Estão muito confusas as contas de mortes na guerra no Líbano feitas pela Folha na edição de hoje (pág. A13). O título da reportagem principal informa que "mortos vão a 790"; o infográfico ("Balanço de mortos") dá, em um de seus cálculos possíveis, os tais 790, mas admite 1.099; e no texto da reportagem chega a 761 ou a 1.006. É claro que estas contas são sempre difíceis em tempos de guerra porque os vários lados envolvidos não dão informações precisas. Mas o jornal deveria ter a preocupação de ajudar a organizar e a entender.

Guerra urbana

Folha e "Estado" têm informações contraditórias a respeito da estratégia do governo Lula em relação ao envio de tropas do Exército para São Paulo.
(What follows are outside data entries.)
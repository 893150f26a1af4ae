use std::future::Future;
use std::sync::Arc;
use std::time::{Duration, Instant};

use chrono::Utc;
use serde::Serialize;
use tokio::sync::Mutex;

use crate::device::DeviceConnector;
use crate::errors::{BotError, BotResult};
use crate::executor::safety::ActionApprover;
use crate::perception::types::{action_secs, Action, ActionType, ExecutionMode, ExecutionResult, Point};

const HISTORY_LIMIT: usize = 1000;
const RETRY_PAUSE: Duration = Duration::from_millis(200);

const DEFAULT_SWIPE_SECS: f64 = 1.0;
const DEFAULT_LONG_PRESS_SECS: f64 = 2.0;
const DEFAULT_WAIT_SECS: f64 = 1.0;

#[derive(Debug, Clone, Default, Serialize)]
pub struct AutomationStats {
    pub total_actions: u64,
    pub successful_actions: u64,
    pub failed_actions: u64,
    /// Seconds, running mean over every executed action.
    pub average_execution_time: f64,
}

/// Runs [`Action`]s against the device according to the execution mode.
pub struct AutomationService {
    device: Arc<DeviceConnector>,
    mode: Mutex<ExecutionMode>,
    approver: Arc<dyn ActionApprover>,
    stats: Mutex<AutomationStats>,
    history: Mutex<Vec<ExecutionResult>>,
}

impl AutomationService {
    pub fn new(device: Arc<DeviceConnector>, mode: ExecutionMode, approver: Arc<dyn ActionApprover>) -> Self {
        Self {
            device,
            mode: Mutex::new(mode),
            approver,
            stats: Mutex::new(AutomationStats::default()),
            history: Mutex::new(Vec::new()),
        }
    }

    pub async fn mode(&self) -> ExecutionMode {
        *self.mode.lock().await
    }

    pub async fn set_mode(&self, mode: ExecutionMode) {
        *self.mode.lock().await = mode;
        tracing::info!(?mode, "execution mode changed");
    }

    pub async fn execute_action(&self, action: &Action) -> ExecutionResult {
        let started = Instant::now();
        let mode = self.mode().await;

        let outcome = match action.validate() {
            Err(e) => Err(e),
            Ok(()) => match mode {
                ExecutionMode::Suggest => {
                    tracing::info!(
                        action = ?action.action_type,
                        position = ?action.target_position(),
                        description = %action.description,
                        "suggested action"
                    );
                    Ok(())
                }
                ExecutionMode::Confirm => {
                    if self.approver.approve(action).await {
                        self.perform(action).await
                    } else {
                        Err(BotError::Action("action rejected by user".into()))
                    }
                }
                ExecutionMode::Auto => self.perform(action).await,
            },
        };

        let execution_time = started.elapsed().as_secs_f64();
        let result = ExecutionResult {
            success: outcome.is_ok(),
            action: action.clone(),
            execution_time,
            error: outcome.err().map(|e| e.to_string()),
            timestamp: Utc::now(),
        };

        {
            let mut stats = self.stats.lock().await;
            stats.total_actions += 1;
            if mode != ExecutionMode::Suggest {
                if result.success {
                    stats.successful_actions += 1;
                } else {
                    stats.failed_actions += 1;
                }
            }
            let n = stats.total_actions as f64;
            stats.average_execution_time = (stats.average_execution_time * (n - 1.0) + execution_time) / n;
        }
        {
            let mut history = self.history.lock().await;
            history.push(result.clone());
            if history.len() > HISTORY_LIMIT {
                let excess = history.len() - HISTORY_LIMIT;
                history.drain(..excess);
            }
        }

        if let Some(err) = &result.error {
            tracing::warn!(action = ?action.action_type, error = %err, "action failed");
        }
        result
    }

    /// Runs actions in order. A failed action with `stop_on_failure` ends
    /// the batch.
    pub async fn execute_actions(&self, actions: &[Action]) -> Vec<ExecutionResult> {
        let mut results = Vec::with_capacity(actions.len());
        for (i, action) in actions.iter().enumerate() {
            tracing::debug!(step = i + 1, total = actions.len(), action = ?action.action_type, "executing");
            let result = self.execute_action(action).await;
            let stop = !result.success && action.stop_on_failure;
            results.push(result);
            if stop {
                tracing::warn!(step = i + 1, "batch stopped after failure");
                break;
            }
            match action_secs(action.delay_after, "delay_after") {
                Ok(pause) if !pause.is_zero() => tokio::time::sleep(pause).await,
                Ok(_) => {}
                Err(e) => tracing::warn!(step = i + 1, error = %e, "delay skipped"),
            }
        }
        results
    }

    async fn perform(&self, action: &Action) -> BotResult<()> {
        let position = action.target_position();
        match action.action_type {
            ActionType::Tap => {
                let p = required(position, "tap")?;
                self.with_retries(action, move || self.device.tap(p.x, p.y)).await
            }
            ActionType::Swipe => {
                let from = required(position, "swipe")?;
                let to = action
                    .param_point("target_position")
                    .ok_or_else(|| BotError::Validation("swipe needs a target_position parameter".into()))?;
                let duration = seconds(action, DEFAULT_SWIPE_SECS)?;
                self.with_retries(action, move || self.device.swipe(from, to, duration)).await
            }
            ActionType::LongPress => {
                let p = required(position, "long_press")?;
                let duration = seconds(action, DEFAULT_LONG_PRESS_SECS)?;
                self.with_retries(action, move || self.device.long_press(p, duration)).await
            }
            ActionType::Home => self.with_retries(action, move || self.device.home()).await,
            ActionType::Back => {
                let p = position.ok_or_else(|| BotError::Action("back needs a back_button target".into()))?;
                self.with_retries(action, move || self.device.tap(p.x, p.y)).await
            }
            ActionType::Wait => {
                tokio::time::sleep(seconds(action, DEFAULT_WAIT_SECS)?).await;
                Ok(())
            }
            ActionType::TypeText => Err(BotError::Action("text input is not supported".into())),
        }
    }

    /// Bounds each attempt by the action timeout and tries `retry_count`
    /// times in total.
    async fn with_retries<F, Fut>(&self, action: &Action, mut call: F) -> BotResult<()>
    where
        F: FnMut() -> Fut,
        Fut: Future<Output = BotResult<()>>,
    {
        let attempts = action.retry_count.max(1);
        let timeout = action_secs(action.timeout, "timeout")?;
        let mut last_err = None;
        for attempt in 1..=attempts {
            let err = match tokio::time::timeout(timeout, call()).await {
                Ok(Ok(())) => return Ok(()),
                Ok(Err(e)) => e,
                Err(_) => BotError::Timeout(format!("{:?} exceeded {}s", action.action_type, action.timeout)),
            };
            tracing::debug!(attempt, attempts, error = %err, "device call failed");
            last_err = Some(err);
            if attempt < attempts {
                tokio::time::sleep(RETRY_PAUSE).await;
            }
        }
        Err(last_err.unwrap_or_else(|| BotError::Action("no attempts made".into())))
    }

    pub async fn stats(&self) -> AutomationStats {
        self.stats.lock().await.clone()
    }

    /// Most recent results, oldest first.
    pub async fn history(&self, limit: Option<usize>) -> Vec<ExecutionResult> {
        let history = self.history.lock().await;
        let skip = limit.map_or(0, |n| history.len().saturating_sub(n));
        history[skip..].to_vec()
    }

    pub async fn clear_history(&self) {
        self.history.lock().await.clear();
    }
}

fn required(position: Option<Point>, what: &str) -> BotResult<Point> {
    position.ok_or_else(|| BotError::Validation(format!("{what} needs a position")))
}

fn seconds(action: &Action, default: f64) -> BotResult<Duration> {
    action_secs(action.param_f64("duration").unwrap_or(default), "duration")
}

#[cfg(test)]
mod tests {
    use super::*;
    use crate::device::connector::tests::connected_mock;
    use crate::device::mock::Gesture;
    use crate::executor::safety::FixedApprover;
    use crate::perception::types::{Element, ElementType, Rect};

    async fn service(mode: ExecutionMode, approve: bool) -> (AutomationService, crate::device::mock::MockHandles) {
        let (connector, handles) = connected_mock((1000, 800)).await;
        let svc = AutomationService::new(Arc::new(connector), mode, Arc::new(FixedApprover(approve)));
        (svc, handles)
    }

    #[tokio::test]
    async fn suggest_mode_never_touches_device() {
        let (svc, handles) = service(ExecutionMode::Suggest, true).await;
        let result = svc.execute_action(&Action::tap(10, 20).described("open map")).await;
        assert!(result.success);
        assert!(handles.gestures().is_empty());
        let stats = svc.stats().await;
        assert_eq!(stats.total_actions, 1);
        assert_eq!(stats.successful_actions, 0);
        assert_eq!(stats.failed_actions, 0);
    }

    #[tokio::test]
    async fn auto_mode_executes_gestures_with_defaults() {
        let (svc, handles) = service(ExecutionMode::Auto, true).await;
        let mut swipe = Action::new(ActionType::Swipe)
            .at(Point::new(0, 0))
            .with_param("target_position", serde_json::json!([50, 60]));
        swipe.retry_count = 1;
        let press = Action::new(ActionType::LongPress).at(Point::new(5, 5));
        for action in [Action::tap(1, 2), swipe, press, Action::home()] {
            assert!(svc.execute_action(&action).await.success);
        }
        assert_eq!(
            handles.gestures(),
            vec![
                Gesture::Tap(1, 2),
                Gesture::Swipe(Point::new(0, 0), Point::new(50, 60), Duration::from_secs(1)),
                Gesture::LongPress(Point::new(5, 5), Duration::from_secs(2)),
                Gesture::Home,
            ]
        );
        assert_eq!(svc.stats().await.successful_actions, 4);
    }

    #[tokio::test]
    async fn tap_is_retried() {
        let (svc, handles) = service(ExecutionMode::Auto, true).await;
        *handles.fail_taps.lock().unwrap() = 2;
        assert!(svc.execute_action(&Action::tap(3, 4)).await.success);
        assert_eq!(handles.taps(), vec![(3, 4)]);

        *handles.fail_taps.lock().unwrap() = 5;
        let mut once = Action::tap(3, 4);
        once.retry_count = 1;
        let result = svc.execute_action(&once).await;
        assert!(!result.success);
        assert!(result.error.unwrap().contains("mock tap failure"));
    }

    #[tokio::test]
    async fn confirm_mode_rejection_fails() {
        let (svc, handles) = service(ExecutionMode::Confirm, false).await;
        let result = svc.execute_action(&Action::tap(1, 1)).await;
        assert!(!result.success);
        assert!(handles.gestures().is_empty());
        assert_eq!(svc.stats().await.failed_actions, 1);

        svc.set_mode(ExecutionMode::Auto).await;
        assert!(svc.execute_action(&Action::tap(1, 1)).await.success);
    }

    #[tokio::test]
    async fn back_and_type_text() {
        let (svc, handles) = service(ExecutionMode::Auto, true).await;
        assert!(!svc.execute_action(&Action::new(ActionType::Back)).await.success);
        let back = Element::new("back_button", Rect::new(10, 10, 20, 20), 0.9, ElementType::Button);
        assert!(svc.execute_action(&Action::new(ActionType::Back).on(back)).await.success);
        assert_eq!(handles.taps(), vec![(20, 20)]);
        let typed = Action::new(ActionType::TypeText).at(Point::new(1, 1));
        assert!(!svc.execute_action(&typed).await.success);
    }

    #[tokio::test]
    async fn invalid_action_fails_without_device_call() {
        let (svc, handles) = service(ExecutionMode::Auto, true).await;
        let result = svc.execute_action(&Action::new(ActionType::Tap)).await;
        assert!(!result.success);
        assert!(handles.gestures().is_empty());
    }

    #[tokio::test]
    async fn out_of_range_durations_fail_instead_of_panicking() {
        let (svc, handles) = service(ExecutionMode::Auto, true).await;
        let press = Action::new(ActionType::LongPress)
            .at(Point::new(5, 5))
            .with_param("duration", serde_json::json!(1e20));
        let result = svc.execute_action(&press).await;
        assert!(!result.success);
        assert!(result.error.unwrap().contains("duration"));

        let mut forever = Action::tap(1, 1);
        forever.timeout = f64::INFINITY;
        assert!(!svc.execute_action(&forever).await.success);

        let mut negative = Action::tap(1, 1);
        negative.delay_after = -1.0;
        assert!(!svc.execute_action(&negative).await.success);
        assert!(handles.gestures().is_empty());
    }

    #[tokio::test]
    async fn batch_stops_on_flagged_failure() {
        let (svc, handles) = service(ExecutionMode::Auto, true).await;
        let mut failing = Action::new(ActionType::TypeText).at(Point::new(1, 1));
        failing.stop_on_failure = true;
        let mut first = Action::tap(1, 1);
        first.delay_after = 0.01;
        let results = svc.execute_actions(&[first, failing, Action::tap(2, 2)]).await;
        assert_eq!(results.len(), 2);
        assert_eq!(handles.taps(), vec![(1, 1)]);

        let tolerant = Action::new(ActionType::TypeText).at(Point::new(1, 1));
        let results = svc.execute_actions(&[tolerant, Action::tap(2, 2)]).await;
        assert_eq!(results.len(), 2);
        assert!(results[1].success);
    }

    #[tokio::test]
    async fn history_limit_and_clear() {
        let (svc, _) = service(ExecutionMode::Suggest, true).await;
        for i in 0..5 {
            svc.execute_action(&Action::tap(i, i)).await;
        }
        let recent = svc.history(Some(2)).await;
        assert_eq!(recent.len(), 2);
        assert_eq!(recent[1].action.position, Some(Point::new(4, 4)));
        assert_eq!(svc.history(None).await.len(), 5);
        svc.clear_history().await;
        assert!(svc.history(None).await.is_empty());
        assert!(svc.stats().await.average_execution_time >= 0.0);
    }
}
Segundo o "Estado" - e esta é inclusive a sua manchete - "Governo atua para impor o Exército a São Paulo". O jornal informa que o governo aumentou a pressão para que o Estado aceite a ajuda e fará um ato simbólico na sexta-feira, ao visitar o quartel-general do Comando Militar do Sudeste. Segundo a apuração do "Estado", o governo federal avalia que a convocação do Exército traria ganhos eleitorais para Lula porque mostraria que o governo estadual (Alckmin) não conseguiu controlar o PCC sozinho.

Já a Folha garante que "Lula não gostaria de enviar as Forças Armadas ao Estado em plena campanha eleitoral". O título da reportagem é "Resistência ao Exército convém a Lula", que informa ainda que "dúvidas sobre a eficácia da utilização das tropas militares no combate ao PCC fazem governo federal temer danos eleitorais".

São, portanto, duas informações completamente divergentes, opostas.
A ver.

A discussão sobre a aplicação do conceito de terrorismo aos ataques do PCC é muito pertinente e merecia melhor tratamento do que o recebido na reportagem "Participação do Exército nas ruas é alvo de críticas" (pág. C5 da Edição Nacional). A discussão sumiu na Edição SP.

A Edição Nacional da reportagem "Participação do Exército nas ruas é alvo de críticas" (pág. C5) trata o antropólogo Luiz Eduardo Soares várias vezes como Eduardo Soares. Ou é Soares ou Luiz Eduardo Soares.

A Folha não deu muita bola, na edição de hoje, para um aspecto da crise que o "Estado" destacou e o "Globo" elegeu como o assunto principal do dia e deu manchete: a liberação de cerca de dez mil (onze mil) presos no Dias dos Pais. Segundo o "Estado", "Justiça deve liberar 10 mil detentos no Dia dos Pais" e "população não quer saída". A manchete do "Globo": "SP mantém indulto a 11 mil presos apesar de atentados".

Na Edição SP da Folha, o assunto é apenas uma pequena nota e, aparentemente, desatualizada: "Promotores tentam restringir saída de presos". Segundo o "Estado", os argumentos dos promotores para impedir a liberação já teriam sido rejeitados pela Justiça. A ver.

Segundo o "Estado", o diretor de presídios recebeu R$ 20 mil para dar privilégios para o chefe do PCC.